Due to the planned change in local councils in Northern Ireland, the local elections due for 2009 were postponed, awaiting provisions for the new eleven-council model (as agreed by the DUP/Sinn Féin led government); and as a result Kyle, along with all other councillors remained in office. Kyle was re-elected to Belfast City Council in 2011. Following the resignation of Dawn Purvis MLA from the party on 3 June 2010, Kyle was selected as interim leader.  

Purvis' resignation came in the aftermath of a killing in the Shankill Road area of West Belfast, widely believed to be carried out by the PUP-linked Ulster Volunteer Force. Purvis announced that she could no longer "defend the indefensible", in a clear reference to the killing.  

Kyle as a result became interim leader of a party facing a very uncertain future; with no representation in the Northern Ireland Assembly, and loyalist politics in clear disagreement with the UVF.  On the day after the funeral of the murdered man, Kyle claimed that he believed that the UVF had still not decommissioned all of its weapons - as previously confirmed by the Independent Monitoring Commission.

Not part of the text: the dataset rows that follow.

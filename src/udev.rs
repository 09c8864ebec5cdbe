//! udev rule generation.
//!
//! The `udev` subcommand prints one add/remove rule pair per configured
//! device. Installing them (e.g. into `/etc/udev/rules.d/`) is left to the
//! operator.

use crate::config::Config;
use crate::error::VfioError;
use crate::usb_id::UsbId;

/// Program name used when the running executable's path is unavailable.
const FALLBACK_PROGRAM: &str = "vfio-usb";

/// Generate the add/remove rule pair for one device.
///
/// `program` is the command prefix udev should run, e.g.
/// `/usr/local/bin/vfio-usb --config /etc/vfio-usb.conf`.
pub fn generate_udev_rule(id: &UsbId, program: &str) -> String {
    let vendor = &id.vendor;
    let product = &id.product;
    format!(
        r#"ACTION=="add", \
    SUBSYSTEM=="usb", \
    ENV{{ID_VENDOR_ID}}=="{vendor}", \
    ENV{{ID_MODEL_ID}}=="{product}", \
    RUN+="{program} add --vendor {vendor} --product {product}"
ACTION=="remove", \
    SUBSYSTEM=="usb", \
    ENV{{ID_VENDOR_ID}}=="{vendor}", \
    ENV{{ID_MODEL_ID}}=="{product}", \
    RUN+="{program} remove --vendor {vendor} --product {product}""#
    )
}

/// Generate rules for every configured device, in config order.
pub fn generate_udev_rules(config: &Config, program: &str) -> Result<String, VfioError> {
    let mut out = String::new();
    for entry in &config.devices {
        let raw = entry.id()?;
        let id: UsbId = raw.parse().map_err(|e: VfioError| VfioError::MalformedEntry {
            label: entry.label.clone(),
            message: e.to_string(),
        })?;
        out.push_str(&generate_udev_rule(&id, program));
        out.push('\n');
    }
    Ok(out)
}

/// The command udev should run to reach this program with the same config.
///
/// udev runs `RUN` programs from `/`, so both paths are absolute.
pub fn self_invocation(config: &Config) -> Result<String, VfioError> {
    let program = match std::env::current_exe() {
        Ok(exe) => rule_arg(&exe.display().to_string())?,
        Err(_) => FALLBACK_PROGRAM.to_string(),
    };
    let config_path = rule_arg(&config.path.display().to_string())?;
    Ok(format!("{program} --config {config_path}"))
}

/// Render one argument of a `RUN+="..."` command.
///
/// udev splits on whitespace unless an argument is single-quoted, and
/// expands `%` and `$` unless doubled. Quotes and backslashes have no
/// escape, so paths containing them are refused.
fn rule_arg(arg: &str) -> Result<String, VfioError> {
    if let Some(c) = arg
        .chars()
        .find(|&c| matches!(c, '\'' | '"' | '\\') || c.is_control())
    {
        return Err(VfioError::UnsupportedRulePath {
            path: arg.to_string(),
            message: format!("contains {c:?}"),
        });
    }
    let escaped = arg.replace('%', "%%").replace('$', "$$");
    if escaped.chars().any(char::is_whitespace) {
        Ok(format!("'{escaped}'"))
    } else {
        Ok(escaped)
    }
}
use miette::Diagnostic;
use thiserror::Error;

#[derive(Debug, Error, Diagnostic)]
pub enum VfioError {
    #[error("invalid configuration {path}: {reason}")]
    #[diagnostic(help("expected a YAML file with a top-level `usb-devices` mapping"))]
    InvalidConfig { path: String, reason: String },

    #[error("malformed device entry '{label}': {message}")]
    MalformedEntry { label: String, message: String },

    #[error("invalid USB id '{value}': {message}")]
    InvalidUsbId { value: String, message: String },

    #[error("cannot use path '{path}' in a udev rule: {message}")]
    #[diagnostic(help("move the executable or config file to a path without quotes or backslashes"))]
    UnsupportedRulePath { path: String, message: String },

    #[error("I/O error: {context}")]
    Io {
        context: String,
        #[source]
        source: std::io::Error,
    },

    #[error("{command} failed: {message}")]
    ExternalCommand { command: String, message: String },
}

A General Meeting of the Progressive Unionist Party held in Belfast on 10 June 2010 issued a statement detailing the Party's continued support of Dr Kyle as interim leader, whilst the party has "space and time for a period of mature and considered reflection with reference to its future direction." Kyle has campaigned over a period of years against expansion of the George Best Belfast City Airport because of alleged noise and other effects on householders.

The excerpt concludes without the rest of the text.